** Opening Input data block **

//! Hooks for watching what a reconciliation pass decides.

use tracing::debug;
use tracing::info;

use crate::domain::PodSnapshot;
use crate::domain::SkipCause;

use super::reconciler::PassSummary;

/// Receives the decisions made during a pass.
///
/// Every method defaults to doing nothing.
pub trait PassObserver: Send + Sync {
    fn pod_skipped(&self, _pod: &PodSnapshot, _cause: &SkipCause) {}

    /// Called before the delete is issued, or instead of it in dry-run mode.
    /// `container` is the first container whose state matched an accepted reason.
    fn pod_deleting(&self, _pod: &PodSnapshot, _container: &str, _reason: &str, _dry_run: bool) {}

    fn pod_already_gone(&self, _pod: &PodSnapshot) {}

    fn pass_completed(&self, _summary: &PassSummary) {}
}

/// Default observer, emits `tracing` events.
#[derive(Debug, Clone, Copy, Default)]
pub struct TracingObserver;

impl PassObserver for TracingObserver {
    fn pod_skipped(&self, pod: &PodSnapshot, cause: &SkipCause) {
        match cause {
            SkipCause::PhaseExcluded(phase) => debug!(
                pod = %pod.key(),
                cause = %cause,
                phase = %phase,
                "skipping pod"
            ),
            SkipCause::TooYoung { created } => debug!(
                pod = %pod.key(),
                cause = %cause,
                created = ?created,
                "skipping pod"
            ),
            SkipCause::ReasonNotMatched { reasons } => debug!(
                pod = %pod.key(),
                cause = %cause,
                reasons = ?reasons,
                "skipping pod"
            ),
        }
    }

    fn pod_deleting(&self, pod: &PodSnapshot, container: &str, reason: &str, dry_run: bool) {
        info!(
            pod = %pod.key(),
            container,
            reason,
            dry_run,
            "deleting pod"
        );
    }

    fn pod_already_gone(&self, pod: &PodSnapshot) {
        debug!(pod = %pod.key(), "pod already gone");
    }

    fn pass_completed(&self, summary: &PassSummary) {
        info!(
            listed = summary.listed,
            evaluated = summary.evaluated,
            deleted = summary.deleted,
            dry_run_matches = summary.dry_run_matches,
            already_gone = summary.already_gone,
            cancelled = summary.cancelled,
            "reconciliation pass completed"
        );
    }
}
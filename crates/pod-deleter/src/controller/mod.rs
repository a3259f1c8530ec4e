//! Deletes pods stuck in failure states.
//!
//! The main components are:
//! - [`Controller::once`]: a single list-evaluate-delete pass
//! - [`Controller::run_loop`]: repeats passes on a fixed interval until stopped
//! - [`ControllerBuilder`]: optional settings, fixed once the controller is built

mod builder;
mod error;
mod observer;
mod reconciler;
mod scheduler;

use std::sync::atomic::AtomicU8;
use std::sync::Arc;
use std::time::Duration;

use tokio_util::sync::CancellationToken;

pub use builder::ControllerBuilder;
pub use builder::DEFAULT_INTERVAL;
pub use error::ControllerError;
pub use observer::PassObserver;
pub use observer::TracingObserver;
pub use reconciler::PassSummary;
pub use scheduler::LoopState;
pub use scheduler::StopHandle;

use crate::domain::PodDeleter;
use crate::domain::PodLister;
use crate::domain::Policy;
use crate::domain::TimeSource;

/// Holds the cluster port, the policy and the stop signal.
///
/// Created once and kept for the life of the process.
pub struct Controller<L, D> {
    lister: L,
    deleter: D,
    policy: Policy,
    interval: Duration,
    observer: Arc<dyn PassObserver>,
    clock: Arc<dyn TimeSource>,
    stop: CancellationToken,
    state: AtomicU8,
}

impl<L: PodLister, D: PodDeleter> Controller<L, D> {
    pub fn builder(lister: L, deleter: D) -> ControllerBuilder<L, D> {
        ControllerBuilder::new(lister, deleter)
    }

    fn from_parts(
        lister: L,
        deleter: D,
        policy: Policy,
        interval: Duration,
        observer: Arc<dyn PassObserver>,
        clock: Arc<dyn TimeSource>,
    ) -> Self {
        Self {
            lister,
            deleter,
            policy,
            interval,
            observer,
            clock,
            stop: CancellationToken::new(),
            state: AtomicU8::new(LoopState::Idle as u8),
        }
    }

    pub fn policy(&self) -> &Policy {
        &self.policy
    }

    pub fn interval(&self) -> Duration {
        self.interval
    }
}
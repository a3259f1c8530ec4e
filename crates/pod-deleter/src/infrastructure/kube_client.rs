use std::path::PathBuf;

use error_stack::Report;
use error_stack::ResultExt;
use kube::config::KubeConfigOptions;
use kube::config::Kubeconfig;
use kube::Client;
use kube::Config;

use crate::domain::PodClientError;

/// Builds a client from `kubeconfig`, or from the in-cluster environment
/// (falling back to `~/.kube/config`) when no path is given.
///
/// `context` selects a kubeconfig context and is only used together with a path.
pub async fn init_kube_client(
    kubeconfig: Option<PathBuf>,
    context: Option<String>,
) -> Result<Client, Report<PodClientError>> {
    let client = match kubeconfig {
        Some(kubeconfig_path) => {
            let kubeconfig = Kubeconfig::read_from(&kubeconfig_path).change_context(
                PodClientError::ConnectionFailed {
                    message: format!(
                        "pod-deleter could not read kubeconfig {}",
                        kubeconfig_path.display()
                    ),
                },
            )?;

            let options = KubeConfigOptions {
                context,
                ..Default::default()
            };
            let config = Config::from_custom_kubeconfig(kubeconfig, &options)
                .await
                .change_context(PodClientError::ConnectionFailed {
                    message: format!(
                        "pod-deleter could not resolve context {} in kubeconfig {}",
                        options.context.as_deref().unwrap_or("<current>"),
                        kubeconfig_path.display()
                    ),
                })?;

            Client::try_from(config).change_context(PodClientError::ConnectionFailed {
                message: format!(
                    "pod-deleter could not connect using kubeconfig {}",
                    kubeconfig_path.display()
                ),
            })?
        }
        None => {
            if context.is_some() {
                tracing::warn!("--context is ignored without --kubeconfig");
            }
            Client::try_default().await.change_context(PodClientError::ConnectionFailed {
                message: "pod-deleter could not connect using the in-cluster or default config"
                    .to_string(),
            })?
        }
    };
    Ok(client)
}
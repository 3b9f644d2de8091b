use crate::{
    article_service::ArticleService,
    auth::AuthUser,
    auth_service::AuthService,
    error::ApiError,
    models::{
        Article, ArticlePayload, BatchReport, BatchUpdateRequest, LoginRequest, LoginResponse,
        RefreshRequest, RefreshResponse, User,
    },
    response::{ApiResponse, messages},
};
use axum::{
    Json,
    extract::{FromRequestParts, Path, State, rejection::JsonRejection},
    http::{StatusCode, request::Parts},
};

type ApiResult<T> = Result<ApiResponse<T>, ApiError>;

/// ArticleId
///
/// The `{id}` segment of an article route. A segment that is not an integer cannot
/// name any article, so it is rejected with the usual 404 envelope.
pub struct ArticleId(pub i64);

impl<S> FromRequestParts<S> for ArticleId
where
    S: Send + Sync,
{
    type Rejection = ApiError;

    async fn from_request_parts(parts: &mut Parts, state: &S) -> Result<Self, Self::Rejection> {
        match Path::<i64>::from_request_parts(parts, state).await {
            Ok(Path(id)) => Ok(ArticleId(id)),
            Err(rejection) => {
                tracing::debug!("unusable article id in path: {}", rejection.body_text());
                Err(ApiError::NotFound(messages::ARTICLE_NOT_FOUND.to_string()))
            }
        }
    }
}

// --- Auth Handlers ---

/// login
///
/// [Public Route] Exchanges a login/password pair for an access token and a refresh token.
#[utoipa::path(
    post,
    path = "/login",
    request_body = LoginRequest,
    responses(
        (status = 200, description = "Connexion réussie", body = LoginResponse),
        (status = 401, description = "Les identifiants sont incorrects"),
        (status = 422, description = "Champs manquants")
    )
)]
pub async fn login(
    State(auth): State<AuthService>,
    payload: Result<Json<LoginRequest>, JsonRejection>,
) -> ApiResult<LoginResponse> {
    let Json(payload) = payload?;
    let session = auth.login(payload).await?;
    Ok(ApiResponse::ok(session, messages::LOGIN_SUCCESS))
}

/// refresh
///
/// [Public Route] Rotates the refresh token and revokes every previous access token.
#[utoipa::path(
    post,
    path = "/refresh",
    request_body = RefreshRequest,
    responses(
        (status = 200, description = "Token rafraîchi avec succès", body = RefreshResponse),
        (status = 401, description = "Refresh token invalide")
    )
)]
pub async fn refresh(
    State(auth): State<AuthService>,
    payload: Result<Json<RefreshRequest>, JsonRejection>,
) -> ApiResult<RefreshResponse> {
    let Json(payload) = payload?;
    let tokens = auth.refresh(payload).await?;
    Ok(ApiResponse::ok(tokens, messages::TOKEN_REFRESHED))
}

/// logout
///
/// [Authenticated Route] Revokes the presented access token only.
#[utoipa::path(
    post,
    path = "/logout",
    responses(
        (status = 200, description = "Déconnexion réussie"),
        (status = 401, description = "Non authentifié")
    )
)]
pub async fn logout(auth_user: AuthUser, State(auth): State<AuthService>) -> ApiResult<()> {
    auth.logout(&auth_user).await?;
    Ok(ApiResponse::empty(messages::LOGOUT_SUCCESS))
}

/// current_user
///
/// [Authenticated Route] Returns the user behind the presented token.
#[utoipa::path(
    get,
    path = "/user",
    responses((status = 200, description = "Utilisateur authentifié", body = User))
)]
pub async fn current_user(auth_user: AuthUser, State(auth): State<AuthService>) -> ApiResult<User> {
    Ok(ApiResponse::ok(
        auth.current_user(auth_user),
        messages::CURRENT_USER,
    ))
}

// --- Article Handlers ---

/// list_articles
///
/// [Authenticated Route] Lists every article that is not in the trash.
#[utoipa::path(
    get,
    path = "/v1/articles",
    responses((status = 200, description = "Articles récupérés avec succès", body = [Article]))
)]
pub async fn list_articles(State(articles): State<ArticleService>) -> ApiResult<Vec<Article>> {
    Ok(ApiResponse::ok(
        articles.list().await?,
        messages::ARTICLES_LISTED,
    ))
}

/// create_article
///
/// [Authenticated Route] Creates an article. `stock` is the initial quantity.
#[utoipa::path(
    post,
    path = "/v1/articles",
    request_body = ArticlePayload,
    responses(
        (status = 201, description = "Article créé avec succès", body = Article),
        (status = 422, description = "Données invalides")
    )
)]
pub async fn create_article(
    State(articles): State<ArticleService>,
    payload: Result<Json<ArticlePayload>, JsonRejection>,
) -> ApiResult<Article> {
    let Json(payload) = payload?;
    let article = articles.create(payload).await?;
    Ok(ApiResponse::created(article, messages::ARTICLE_CREATED))
}

/// get_article
///
/// [Authenticated Route] Fetches one active article.
#[utoipa::path(
    get,
    path = "/v1/articles/{id}",
    params(("id" = i64, Path, description = "Article ID")),
    responses(
        (status = 200, description = "Article récupéré avec succès", body = Article),
        (status = 404, description = "Article introuvable")
    )
)]
pub async fn get_article(
    State(articles): State<ArticleService>,
    ArticleId(id): ArticleId,
) -> ApiResult<Article> {
    Ok(ApiResponse::ok(
        articles.get(id).await?,
        messages::ARTICLE_FETCHED,
    ))
}

/// update_article
///
/// [Authenticated Route] Partial update. `stock` is a delta added to the current stock.
#[utoipa::path(
    put,
    path = "/v1/articles/{id}",
    params(("id" = i64, Path, description = "Article ID")),
    request_body = ArticlePayload,
    responses(
        (status = 200, description = "Article mis à jour avec succès", body = Article),
        (status = 404, description = "Article introuvable"),
        (status = 422, description = "Données invalides")
    )
)]
pub async fn update_article(
    State(articles): State<ArticleService>,
    ArticleId(id): ArticleId,
    payload: Result<Json<ArticlePayload>, JsonRejection>,
) -> ApiResult<Article> {
    let Json(payload) = payload?;
    let article = articles.update(id, payload).await?;
    Ok(ApiResponse::ok(article, messages::ARTICLE_UPDATED))
}

/// delete_article
///
/// [Authenticated Route] Moves an article to the trash.
#[utoipa::path(
    delete,
    path = "/v1/articles/{id}",
    params(("id" = i64, Path, description = "Article ID")),
    responses(
        (status = 200, description = "Article supprimé avec succès"),
        (status = 404, description = "Article introuvable")
    )
)]
pub async fn delete_article(
    State(articles): State<ArticleService>,
    ArticleId(id): ArticleId,
) -> ApiResult<()> {
    articles.delete(id).await?;
    Ok(ApiResponse::empty(messages::ARTICLE_DELETED))
}

/// list_trashed_articles
///
/// [Authenticated Route] Lists the trash.
#[utoipa::path(
    get,
    path = "/v1/articles/trashed",
    responses((status = 200, description = "Articles supprimés récupérés avec succès", body = [Article]))
)]
pub async fn list_trashed_articles(
    State(articles): State<ArticleService>,
) -> ApiResult<Vec<Article>> {
    Ok(ApiResponse::ok(
        articles.list_trashed().await?,
        messages::TRASHED_LISTED,
    ))
}

/// restore_article
///
/// [Authenticated Route] Takes an article out of the trash.
#[utoipa::path(
    patch,
    path = "/v1/articles/{id}/restore",
    params(("id" = i64, Path, description = "Article ID")),
    responses(
        (status = 200, description = "Article restauré avec succès", body = Article),
        (status = 400, description = "Cet article n'est pas dans la corbeille"),
        (status = 404, description = "Article introuvable")
    )
)]
pub async fn restore_article(
    State(articles): State<ArticleService>,
    ArticleId(id): ArticleId,
) -> ApiResult<Article> {
    Ok(ApiResponse::ok(
        articles.restore(id).await?,
        messages::ARTICLE_RESTORED,
    ))
}

/// force_delete_article
///
/// [Authenticated Route] Permanently removes an article that is already in the trash.
#[utoipa::path(
    delete,
    path = "/v1/articles/{id}/force-delete",
    params(("id" = i64, Path, description = "Article ID")),
    responses(
        (status = 200, description = "Article supprimé définitivement"),
        (status = 400, description = "L'article n'est pas dans la corbeille"),
        (status = 404, description = "Article introuvable")
    )
)]
pub async fn force_delete_article(
    State(articles): State<ArticleService>,
    ArticleId(id): ArticleId,
) -> ApiResult<()> {
    articles.force_delete(id).await?;
    Ok(ApiResponse::empty(messages::ARTICLE_FORCE_DELETED))
}

/// update_stock
///
/// [Authenticated Route] Batch update. The body is `{ "articles": [...] }` or a bare
/// array of `{ id, name?, price?, stock? }` items, `stock` being a delta. Valid items
/// are committed together; the envelope is ECHEC/422 as soon as one item failed.
#[utoipa::path(
    post,
    path = "/v1/articles/stock",
    request_body(
        content = Vec<ArticlePayload>,
        description = "Tableau d'articles `{ id, name?, price?, stock? }`, nu ou sous la clé `articles`"
    ),
    responses(
        (status = 200, description = "Toutes les mises à jour ont réussi", body = BatchReport),
        (status = 422, description = "Certaines mises à jour ont échoué", body = BatchReport),
        (status = 500, description = "Erreur lors de la mise à jour multiple")
    )
)]
pub async fn update_stock(
    State(articles): State<ArticleService>,
    payload: Result<Json<BatchUpdateRequest>, JsonRejection>,
) -> ApiResult<BatchReport> {
    let items = match payload {
        Ok(Json(request)) => request.into_items(),
        // Anything that is neither an object nor an array counts as "no articles".
        Err(JsonRejection::JsonDataError(_)) => Vec::new(),
        Err(rejection) => return Err(rejection.into()),
    };

    let report = articles.update_multiple(items).await?;

    if report.has_failures() {
        Ok(ApiResponse::failure(
            Some(report),
            messages::BATCH_PARTIAL,
            StatusCode::UNPROCESSABLE_ENTITY,
        ))
    } else {
        Ok(ApiResponse::ok(report, messages::BATCH_SUCCESS))
    }
}
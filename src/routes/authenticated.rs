use crate::{AppState, handlers};
use axum::{
    Router,
    routing::{delete, get, patch, post},
};

/// Authenticated Router Module
///
/// Every route here relies on the bearer-token layer applied in `create_router`.
pub fn authenticated_routes() -> Router<AppState> {
    Router::<AppState>::new()
        // POST /logout
        // Revokes the presented token only; other sessions stay valid.
        .route("/logout", post(handlers::logout))
        // GET /user
        // The authenticated user's record.
        .route("/user", get(handlers::current_user))
        .nest("/v1", v1_routes())
}

/// Versioned resource routes.
fn v1_routes() -> Router<AppState> {
    Router::new()
        // GET|POST /v1/articles
        .route(
            "/articles",
            get(handlers::list_articles).post(handlers::create_article),
        )
        // GET /v1/articles/trashed
        // Static segments win over `{id}`, so this never reaches `get_article`.
        .route("/articles/trashed", get(handlers::list_trashed_articles))
        // POST /v1/articles/stock
        // Batch stock update, committed atomically for the valid items.
        .route("/articles/stock", post(handlers::update_stock))
        // GET|PUT|PATCH|DELETE /v1/articles/{id}
        .route(
            "/articles/{id}",
            get(handlers::get_article)
                .put(handlers::update_article)
                .patch(handlers::update_article)
                .delete(handlers::delete_article),
        )
        // PATCH /v1/articles/{id}/restore
        .route("/articles/{id}/restore", patch(handlers::restore_article))
        // DELETE /v1/articles/{id}/force-delete
        .route(
            "/articles/{id}/force-delete",
            delete(handlers::force_delete_article),
        )
}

** Closing Input data block **

Nothing but the lines from the top of the entries above through the line with "#[derive(Debug, Clone, Copy, Default)]" should be set down, each exactly as written.

**The answer:**
//! Hooks for watching what a reconciliation pass decides.

use tracing::debug;
use tracing::info;

use crate::domain::PodSnapshot;
use crate::domain::SkipCause;

use super::reconciler::PassSummary;

/// Receives the decisions made during a pass.
///
/// Every method defaults to doing nothing.
pub trait PassObserver: Send + Sync {
    fn pod_skipped(&self, _pod: &PodSnapshot, _cause: &SkipCause) {}

    /// Called before the delete is issued, or instead of it in dry-run mode.
    /// `container` is the first container whose state matched an accepted reason.
    fn pod_deleting(&self, _pod: &PodSnapshot, _container: &str, _reason: &str, _dry_run: bool) {}

    fn pod_already_gone(&self, _pod: &PodSnapshot) {}

    fn pass_completed(&self, _summary: &PassSummary) {}
}

/// Default observer, emits `tracing` events.
#[derive(Debug, Clone, Copy, Default)]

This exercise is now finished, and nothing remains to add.